Charlotte Gainsbourg plonge dans un océan de noirceur et dérive doucement dans l’expérimental. Un IRM très personnel et introspectif qui manque malheureusement d’allant et de diversité.
On attendait la fille Gainsbourg avec beaucoup de curiosité, après un premier essai linéaire mais réussi. 5:55 composé et arrangé par le duo Air avait projeté l’actrice sur la scène musicale indépendante, et introduisait de la plus belle des manières une carrière musicale menée désormais en parallèle de ses pérégrinations cinématographiques. Le voilà donc cet IRM mécanique, tout en retenue, et torturé. Un concentré mortifère de sombres pensées, enferré dans un monde livide et monochrome. Une formule très conceptuelle qui pätie en définitive des limites de l’exercice.

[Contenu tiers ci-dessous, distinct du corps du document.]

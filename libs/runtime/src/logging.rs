use crate::config::{LoggingConfig, Section};
use std::{
    io::Write,
    path::{Path, PathBuf},
    sync::{Arc, Mutex},
};
use tracing::Level;
use tracing_subscriber::fmt;

use file_rotate::{
    compression::Compression,
    suffix::{AppendTimestamp, FileLimit},
    ContentLimit, FileRotate,
};

// -------- level helpers --------

fn parse_tracing_level(s: &str) -> Option<tracing::Level> {
    match s.to_ascii_lowercase().as_str() {
        "trace" => Some(Level::TRACE),
        "debug" => Some(Level::DEBUG),
        "info" => Some(Level::INFO),
        "warn" => Some(Level::WARN),
        "error" => Some(Level::ERROR),
        "off" | "none" => None,
        _ => Some(Level::INFO),
    }
}

// -------- rotating writer for files --------

#[derive(Clone)]
struct RotWriter(Arc<Mutex<FileRotate<AppendTimestamp>>>);

impl<'a> fmt::MakeWriter<'a> for RotWriter {
    type Writer = RotWriterHandle;
    fn make_writer(&'a self) -> Self::Writer {
        RotWriterHandle(self.0.clone())
    }
}

#[derive(Clone)]
struct RotWriterHandle(Arc<Mutex<FileRotate<AppendTimestamp>>>);

impl Write for RotWriterHandle {
    fn write(&mut self, buf: &[u8]) -> std::io::Result<usize> {
        match self.0.lock() {
            Ok(mut rot) => rot.write(buf),
            Err(_) => Ok(buf.len()),
        }
    }

    fn flush(&mut self) -> std::io::Result<()> {
        match self.0.lock() {
            Ok(mut rot) => rot.flush(),
            Err(_) => Ok(()),
        }
    }
}

// -------- path resolution helpers --------

/// Resolve a log file path against `base_dir` (home_dir).
/// Absolute paths are kept as-is; relative paths are joined with `base_dir`.
fn resolve_log_path(file: &str, base_dir: &Path) -> PathBuf {
    let p = Path::new(file);
    if p.is_absolute() {
        p.to_path_buf()
    } else {
        base_dir.join(p)
    }
}

/// Create a rotating writer for log files, ensuring the parent directory exists.
fn create_rotating_writer_at_path(
    log_path: &Path,
    max_bytes: usize,
) -> Result<RotWriter, Box<dyn std::error::Error + Send + Sync>> {
    if let Some(parent) = log_path.parent() {
        std::fs::create_dir_all(parent)?;
    }

    let rot = FileRotate::new(
        log_path,
        AppendTimestamp::default(FileLimit::Age(chrono::Duration::days(1))),
        ContentLimit::BytesSurpassed(max_bytes),
        Compression::None,
        #[cfg(unix)]
        None, // file permissions (Unix only)
    );

    Ok(RotWriter(Arc::new(Mutex::new(rot))))
}

fn create_file_writer(section: &Section, base_dir: &Path) -> Option<RotWriter> {
    if section.file.trim().is_empty() {
        return None;
    }

    let max_bytes = section.max_size_mb.unwrap_or(100) * 1024 * 1024;
    let log_path = resolve_log_path(&section.file, base_dir);

    match create_rotating_writer_at_path(&log_path, max_bytes as usize) {
        Ok(writer) => Some(writer),
        Err(e) => {
            eprintln!(
                "Failed to initialize log file '{}': {}",
                log_path.to_string_lossy(),
                e
            );
            None
        }
    }
}

// -------- public init --------

/// Initialize logging from a configuration.
/// - `cfg`: LoggingConfig containing the logging sections
/// - `base_dir`: base directory used to resolve relative log file paths (usually server.home_dir)
pub fn init_logging_from_config(cfg: &LoggingConfig, base_dir: &Path) {
    // Bridge `log` → `tracing` *before* installing the subscriber
    let _ = tracing_log::LogTracer::init();

    let Some(section) = cfg.get("default") else {
        init_default_logging();
        return;
    };

    build_logging_layers(section, base_dir);
}

fn init_default_logging() {
    let _ = fmt()
        .with_target(true)
        .with_timer(fmt::time::UtcTime::rfc_3339())
        .try_init();
}

fn build_logging_layers(section: &Section, base_dir: &Path) {
    use tracing::level_filters::LevelFilter;
    use tracing_subscriber::{layer::SubscriberExt, util::SubscriberInitExt, Layer, Registry};

    let console_level = parse_tracing_level(&section.console_level)
        .map(LevelFilter::from_level)
        .unwrap_or(LevelFilter::OFF);

    let console_layer = fmt::layer()
        .with_target(true)
        .with_level(true)
        .with_timer(fmt::time::UtcTime::rfc_3339())
        .with_filter(console_level);

    match create_file_writer(section, base_dir) {
        Some(writer) => {
            let file_level = parse_tracing_level(&section.file_level)
                .map(LevelFilter::from_level)
                .unwrap_or(LevelFilter::OFF);

            let file_layer = fmt::layer()
                .json()
                .with_ansi(false)
                .with_target(true)
                .with_level(true)
                .with_timer(fmt::time::UtcTime::rfc_3339())
                .with_writer(writer)
                .with_filter(file_level);

            let _ = Registry::default()
                .with(console_layer)
                .with(file_layer)
                .try_init();
        }
        None => {
            let _ = Registry::default().with(console_layer).try_init();
        }
    }
}

// =================== tests ===================

#[cfg(test)]
mod tests {
    use super::*;
    use tempfile::tempdir;

    #[test]
    fn test_logging_level_parsing() {
        assert_eq!(parse_tracing_level("trace"), Some(Level::TRACE));
        assert_eq!(parse_tracing_level("DEBUG"), Some(Level::DEBUG));
        assert_eq!(parse_tracing_level("Info"), Some(Level::INFO));
        assert_eq!(parse_tracing_level("warn"), Some(Level::WARN));
        assert_eq!(parse_tracing_level("ERROR"), Some(Level::ERROR));
        assert_eq!(parse_tracing_level("off"), None);
        assert_eq!(parse_tracing_level("none"), None);
        assert_eq!(parse_tracing_level("invalid"), Some(Level::INFO)); // defaults to INFO
    }

    #[test]
    fn test_file_paths_resolved_against_home_dir() {
        let tmp = tempdir().unwrap();
        let base_dir = tmp.path();

        let resolved = resolve_log_path("logs/test.log", base_dir);
        assert!(resolved.starts_with(base_dir));
        assert!(resolved.ends_with("logs/test.log"));
    }

    #[test]
    fn test_create_rotating_writer_at_path_creates_parent() {
        let tmp = tempdir().unwrap();
        let p = tmp.path().join("nested/dir/app.log");

        let res = create_rotating_writer_at_path(&p, 128 * 1024);
        assert!(res.is_ok(), "writer should be created");
        assert!(p.parent().unwrap().exists(), "parent dir must be created");
    }

    #[test]
    fn test_empty_file_disables_file_writer() {
        let tmp = tempdir().unwrap();
        let section = Section {
            console_level: "info".into(),
            file: "".into(),
            file_level: "debug".into(),
            max_size_mb: Some(1),
        };
        assert!(create_file_writer(&section, tmp.path()).is_none());
    }
}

On y découvre un joyeux ballet oppressant et concret IRM, froidement réaliste Le chat du Café des Artistes, désincarné Me and Jane Doe, aux accents gothiques Trick Pony, Greenwich Mean time. Des compositions tortueuses et blafardes parfois très subtiles In The End, qui ne font cependant pas oublier certaines lourdeurs. Le duo emmené par Beck peine en effet à s’extirper d’un cahier des charges visiblement trop austère et oublie en cours de route toute originalité. Une pâleur forcenée qui nuit finalement à un projet pas vraiment excitant, sans grand relief, sauvé des eaux par le charme et la présence quasi magnétique de son interprète mais plombé par les pesants arrangements d’un américain que l’on a connu autrefois plus virtuose et inspiré.